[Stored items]
______
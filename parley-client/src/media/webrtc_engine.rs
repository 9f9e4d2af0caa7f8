use crate::error::MediaEngineError;
use crate::media::{ConnectionState, MediaConfig, MediaEngine, MediaEngineFactory, MediaEvent};
use anyhow::{Context, Result};
use async_trait::async_trait;
use bytes::Bytes;
use parley_core::{IceCandidate, IceServerConfig, Role, SdpKind};
use std::sync::Arc;
use tokio::sync::{Mutex, mpsc};
use tracing::{debug, info, warn};
use webrtc::api::APIBuilder;
use webrtc::api::interceptor_registry::register_default_interceptors;
use webrtc::api::media_engine::MediaEngine as CodecRegistry;
use webrtc::data_channel::RTCDataChannel;
use webrtc::data_channel::data_channel_message::DataChannelMessage;
use webrtc::ice_transport::ice_candidate::{RTCIceCandidate, RTCIceCandidateInit};
use webrtc::ice_transport::ice_server::RTCIceServer;
use webrtc::interceptor::registry::Registry;
use webrtc::peer_connection::RTCPeerConnection;
use webrtc::peer_connection::configuration::RTCConfiguration;
use webrtc::peer_connection::peer_connection_state::RTCPeerConnectionState;
use webrtc::peer_connection::sdp::session_description::RTCSessionDescription;

/// [`MediaEngine`] backed by a `webrtc` crate peer connection.
pub struct WebRtcMediaEngine {
    role: Role,
    config: MediaConfig,
    peer_connection: Arc<RTCPeerConnection>,
    data_channel: Mutex<Option<Arc<RTCDataChannel>>>,
    events: mpsc::Sender<MediaEvent>,
}

impl WebRtcMediaEngine {
    pub async fn new(
        role: Role,
        config: MediaConfig,
        ice_servers: &[IceServerConfig],
        events: mpsc::Sender<MediaEvent>,
    ) -> Result<Self> {
        let mut codecs = CodecRegistry::default();
        codecs.register_default_codecs()?;
        let registry = register_default_interceptors(Registry::new(), &mut codecs)?;

        let api = APIBuilder::new()
            .with_media_engine(codecs)
            .with_interceptor_registry(registry)
            .build();

        let servers = if ice_servers.is_empty() {
            &config.fallback_ice_servers[..]
        } else {
            ice_servers
        };
        let rtc_config = RTCConfiguration {
            ice_servers: servers.iter().map(to_rtc_ice_server).collect(),
            ..Default::default()
        };

        let peer_connection = Arc::new(
            api.new_peer_connection(rtc_config)
                .await
                .context("failed to create peer connection")?,
        );

        let state_tx = events.clone();
        peer_connection.on_peer_connection_state_change(Box::new(
            move |s: RTCPeerConnectionState| {
                let tx = state_tx.clone();
                Box::pin(async move {
                    info!("Peer connection state changed: {}", s);
                    if let Some(state) = map_state(s) {
                        let _ = tx.send(MediaEvent::ConnectionStateChanged(state)).await;
                    }
                })
            },
        ));

        let ice_tx = events.clone();
        peer_connection.on_ice_candidate(Box::new(move |c: Option<RTCIceCandidate>| {
            let tx = ice_tx.clone();
            Box::pin(async move {
                let Some(candidate) = c else { return };
                let Ok(init) = candidate.to_json() else {
                    return;
                };
                let candidate = IceCandidate {
                    candidate: init.candidate,
                    sdp_mid: init.sdp_mid.unwrap_or_default(),
                    sdp_m_line_index: init.sdp_mline_index.unwrap_or_default(),
                };
                let _ = tx.send(MediaEvent::LocalCandidate(candidate)).await;
            })
        }));

        let dc_tx = events.clone();
        peer_connection.on_data_channel(Box::new(move |dc: Arc<RTCDataChannel>| {
            let tx = dc_tx.clone();
            Box::pin(async move {
                debug!("Remote opened data channel '{}'", dc.label());
                forward_messages(&dc, tx);
            })
        }));

        Ok(Self {
            role,
            config,
            peer_connection,
            data_channel: Mutex::new(None),
            events,
        })
    }

    async fn open_data_channel(&self) -> Result<()> {
        let mut slot = self.data_channel.lock().await;
        if slot.is_some() {
            return Ok(());
        }

        let dc = self
            .peer_connection
            .create_data_channel(&self.config.data_channel_label, None)
            .await
            .context("failed to create data channel")?;
        forward_messages(&dc, self.events.clone());
        *slot = Some(dc);
        Ok(())
    }
}

#[async_trait]
impl MediaEngine for WebRtcMediaEngine {
    async fn create_offer(&self) -> Result<String, MediaEngineError> {
        if self.role == Role::Viewer && self.config.offer_data_channel {
            self.open_data_channel()
                .await
                .map_err(|e| MediaEngineError::Setup(format!("{e:#}")))?;
        }

        let offer = self.peer_connection.create_offer(None).await.map_err(|e| {
            warn!("create_offer failed: {}", e);
            MediaEngineError::CreateDescription(SdpKind::Offer)
        })?;
        Ok(offer.sdp)
    }

    async fn create_answer(&self) -> Result<String, MediaEngineError> {
        let answer = self.peer_connection.create_answer(None).await.map_err(|e| {
            warn!("create_answer failed: {}", e);
            MediaEngineError::CreateDescription(SdpKind::Answer)
        })?;
        Ok(answer.sdp)
    }

    async fn set_local_description(
        &self,
        kind: SdpKind,
        sdp: String,
    ) -> Result<(), MediaEngineError> {
        let desc = description(kind, sdp)?;
        self.peer_connection
            .set_local_description(desc)
            .await
            .map_err(|e| MediaEngineError::SetDescription {
                kind,
                reason: e.to_string(),
            })
    }

    async fn set_remote_description(
        &self,
        kind: SdpKind,
        sdp: String,
    ) -> Result<(), MediaEngineError> {
        let desc = description(kind, sdp)?;
        self.peer_connection
            .set_remote_description(desc)
            .await
            .map_err(|e| MediaEngineError::SetDescription {
                kind,
                reason: e.to_string(),
            })
    }

    async fn add_ice_candidate(&self, candidate: IceCandidate) -> Result<(), MediaEngineError> {
        let init = RTCIceCandidateInit {
            candidate: candidate.candidate,
            sdp_mid: Some(candidate.sdp_mid),
            sdp_mline_index: Some(candidate.sdp_m_line_index),
            ..Default::default()
        };
        self.peer_connection
            .add_ice_candidate(init)
            .await
            .map_err(|e| MediaEngineError::AddCandidate(e.to_string()))
    }

    async fn close(&self) -> Result<(), MediaEngineError> {
        self.peer_connection
            .close()
            .await
            .map_err(|_| MediaEngineError::Closed)
    }
}

/// Creates [`WebRtcMediaEngine`]s with a shared [`MediaConfig`].
#[derive(Clone, Default)]
pub struct WebRtcMediaEngineFactory {
    config: MediaConfig,
}

impl WebRtcMediaEngineFactory {
    pub fn new(config: MediaConfig) -> Self {
        Self { config }
    }
}

#[async_trait]
impl MediaEngineFactory for WebRtcMediaEngineFactory {
    async fn create(
        &self,
        role: Role,
        ice_servers: &[IceServerConfig],
        events: mpsc::Sender<MediaEvent>,
    ) -> Result<Arc<dyn MediaEngine>, MediaEngineError> {
        let engine = WebRtcMediaEngine::new(role, self.config.clone(), ice_servers, events)
            .await
            .map_err(|e| MediaEngineError::Setup(format!("{e:#}")))?;
        Ok(Arc::new(engine))
    }
}

fn forward_messages(dc: &Arc<RTCDataChannel>, tx: mpsc::Sender<MediaEvent>) {
    dc.on_message(Box::new(move |msg: DataChannelMessage| {
        let tx = tx.clone();
        Box::pin(async move {
            let bytes = Bytes::from(msg.data.to_vec());
            let _ = tx.send(MediaEvent::DataReceived(bytes)).await;
        })
    }));
}

fn description(kind: SdpKind, sdp: String) -> Result<RTCSessionDescription, MediaEngineError> {
    let desc = match kind {
        SdpKind::Offer => RTCSessionDescription::offer(sdp),
        SdpKind::Answer => RTCSessionDescription::answer(sdp),
    };
    desc.map_err(|e| MediaEngineError::SetDescription {
        kind,
        reason: e.to_string(),
    })
}

fn to_rtc_ice_server(server: &IceServerConfig) -> RTCIceServer {
    RTCIceServer {
        urls: server.urls.clone(),
        username: server.username.clone().unwrap_or_default(),
        credential: server.credential.clone().unwrap_or_default(),
        ..Default::default()
    }
}

fn map_state(s: RTCPeerConnectionState) -> Option<ConnectionState> {
    match s {
        RTCPeerConnectionState::New => Some(ConnectionState::New),
        RTCPeerConnectionState::Connecting => Some(ConnectionState::Connecting),
        RTCPeerConnectionState::Connected => Some(ConnectionState::Connected),
        RTCPeerConnectionState::Disconnected => Some(ConnectionState::Disconnected),
        RTCPeerConnectionState::Failed => Some(ConnectionState::Failed),
        RTCPeerConnectionState::Closed => Some(ConnectionState::Closed),
        RTCPeerConnectionState::Unspecified => None,
    }
}
mod coordinator;
mod peer_state;

pub use coordinator::*;
pub use peer_state::*;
______
• **Exercise directions**
In the data above, each line holding "APIBuilder" is to be found and copied.

• **Answer to this exercise**
use webrtc::api::APIBuilder;
        let api = APIBuilder::new()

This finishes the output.